## WHAT YOU NEED TO DO
Give the number of lines in the records below that include "keywords". Reply with that number alone.

## RECORD EXTRACTS
....................

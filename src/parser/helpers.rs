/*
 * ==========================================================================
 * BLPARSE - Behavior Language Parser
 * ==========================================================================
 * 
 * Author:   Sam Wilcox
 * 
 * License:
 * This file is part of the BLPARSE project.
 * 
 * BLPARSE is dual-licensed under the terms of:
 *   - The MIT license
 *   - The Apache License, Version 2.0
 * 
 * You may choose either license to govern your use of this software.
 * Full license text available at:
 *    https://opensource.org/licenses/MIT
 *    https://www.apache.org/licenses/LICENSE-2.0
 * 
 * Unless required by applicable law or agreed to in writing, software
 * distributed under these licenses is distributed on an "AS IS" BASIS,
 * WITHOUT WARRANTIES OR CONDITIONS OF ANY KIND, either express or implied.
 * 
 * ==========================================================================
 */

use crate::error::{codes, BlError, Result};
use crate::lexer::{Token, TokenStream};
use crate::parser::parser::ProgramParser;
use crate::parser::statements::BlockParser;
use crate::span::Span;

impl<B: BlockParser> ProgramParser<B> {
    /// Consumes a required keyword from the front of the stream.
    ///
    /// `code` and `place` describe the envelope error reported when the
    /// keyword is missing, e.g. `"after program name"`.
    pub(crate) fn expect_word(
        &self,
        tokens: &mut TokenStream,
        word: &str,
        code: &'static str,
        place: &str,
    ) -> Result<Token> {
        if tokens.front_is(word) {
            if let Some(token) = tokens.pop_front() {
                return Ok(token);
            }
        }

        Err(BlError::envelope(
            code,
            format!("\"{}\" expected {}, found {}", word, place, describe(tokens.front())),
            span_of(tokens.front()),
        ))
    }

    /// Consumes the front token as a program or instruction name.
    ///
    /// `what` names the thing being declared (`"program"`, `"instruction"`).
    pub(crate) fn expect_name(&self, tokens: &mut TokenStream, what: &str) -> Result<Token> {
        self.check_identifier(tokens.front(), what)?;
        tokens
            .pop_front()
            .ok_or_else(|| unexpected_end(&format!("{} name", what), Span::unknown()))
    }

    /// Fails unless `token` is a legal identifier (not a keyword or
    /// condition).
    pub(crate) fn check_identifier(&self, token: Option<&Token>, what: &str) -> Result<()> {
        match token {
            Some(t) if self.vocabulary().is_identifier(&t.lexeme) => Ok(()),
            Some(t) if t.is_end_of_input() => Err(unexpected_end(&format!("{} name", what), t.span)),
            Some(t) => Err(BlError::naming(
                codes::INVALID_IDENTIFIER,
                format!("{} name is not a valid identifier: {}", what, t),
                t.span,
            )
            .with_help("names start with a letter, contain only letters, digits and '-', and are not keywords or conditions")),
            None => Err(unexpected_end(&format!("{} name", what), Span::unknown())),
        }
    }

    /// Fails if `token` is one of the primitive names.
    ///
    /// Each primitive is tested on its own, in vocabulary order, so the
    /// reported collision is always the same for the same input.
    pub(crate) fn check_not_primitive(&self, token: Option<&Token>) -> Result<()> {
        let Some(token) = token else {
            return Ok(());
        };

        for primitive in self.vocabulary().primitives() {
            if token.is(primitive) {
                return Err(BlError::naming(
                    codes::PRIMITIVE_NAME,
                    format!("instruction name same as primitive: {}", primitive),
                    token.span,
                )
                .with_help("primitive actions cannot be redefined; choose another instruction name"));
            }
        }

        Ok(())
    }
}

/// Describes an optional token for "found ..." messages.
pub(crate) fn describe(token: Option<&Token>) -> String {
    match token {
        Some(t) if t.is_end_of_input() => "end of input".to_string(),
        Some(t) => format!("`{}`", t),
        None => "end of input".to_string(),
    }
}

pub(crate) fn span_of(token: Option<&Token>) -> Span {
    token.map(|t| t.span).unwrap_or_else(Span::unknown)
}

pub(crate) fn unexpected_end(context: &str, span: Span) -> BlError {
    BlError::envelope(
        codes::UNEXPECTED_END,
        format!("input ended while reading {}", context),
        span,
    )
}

....................

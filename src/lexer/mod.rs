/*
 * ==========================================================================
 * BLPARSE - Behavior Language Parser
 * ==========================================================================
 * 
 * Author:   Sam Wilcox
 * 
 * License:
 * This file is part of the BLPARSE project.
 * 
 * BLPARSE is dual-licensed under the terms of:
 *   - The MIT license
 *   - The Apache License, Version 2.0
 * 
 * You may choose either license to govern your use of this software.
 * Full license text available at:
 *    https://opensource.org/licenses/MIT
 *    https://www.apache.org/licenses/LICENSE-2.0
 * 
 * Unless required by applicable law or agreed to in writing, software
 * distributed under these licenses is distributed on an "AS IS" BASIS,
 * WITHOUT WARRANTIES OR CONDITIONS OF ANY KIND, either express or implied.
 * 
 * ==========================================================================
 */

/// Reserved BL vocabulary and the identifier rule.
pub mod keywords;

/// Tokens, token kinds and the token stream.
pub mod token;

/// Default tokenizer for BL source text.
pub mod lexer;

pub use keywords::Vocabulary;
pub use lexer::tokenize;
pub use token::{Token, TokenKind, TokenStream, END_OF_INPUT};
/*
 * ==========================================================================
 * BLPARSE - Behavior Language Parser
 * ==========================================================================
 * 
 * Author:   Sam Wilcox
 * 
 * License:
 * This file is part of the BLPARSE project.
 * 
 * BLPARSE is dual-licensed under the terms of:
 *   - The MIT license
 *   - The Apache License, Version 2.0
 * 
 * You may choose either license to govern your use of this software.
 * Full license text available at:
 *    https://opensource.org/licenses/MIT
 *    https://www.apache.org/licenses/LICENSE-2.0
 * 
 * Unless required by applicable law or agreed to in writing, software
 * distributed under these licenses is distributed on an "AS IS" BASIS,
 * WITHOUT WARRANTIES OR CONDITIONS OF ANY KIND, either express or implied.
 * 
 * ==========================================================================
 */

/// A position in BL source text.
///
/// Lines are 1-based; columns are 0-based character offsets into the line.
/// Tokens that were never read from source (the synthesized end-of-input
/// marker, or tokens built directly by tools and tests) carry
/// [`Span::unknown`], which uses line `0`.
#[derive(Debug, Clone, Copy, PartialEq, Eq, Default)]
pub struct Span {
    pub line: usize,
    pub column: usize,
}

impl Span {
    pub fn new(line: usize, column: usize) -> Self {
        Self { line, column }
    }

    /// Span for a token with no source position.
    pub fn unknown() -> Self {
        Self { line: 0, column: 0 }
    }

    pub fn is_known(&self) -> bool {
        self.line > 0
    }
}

....................

## THE ANSWER
3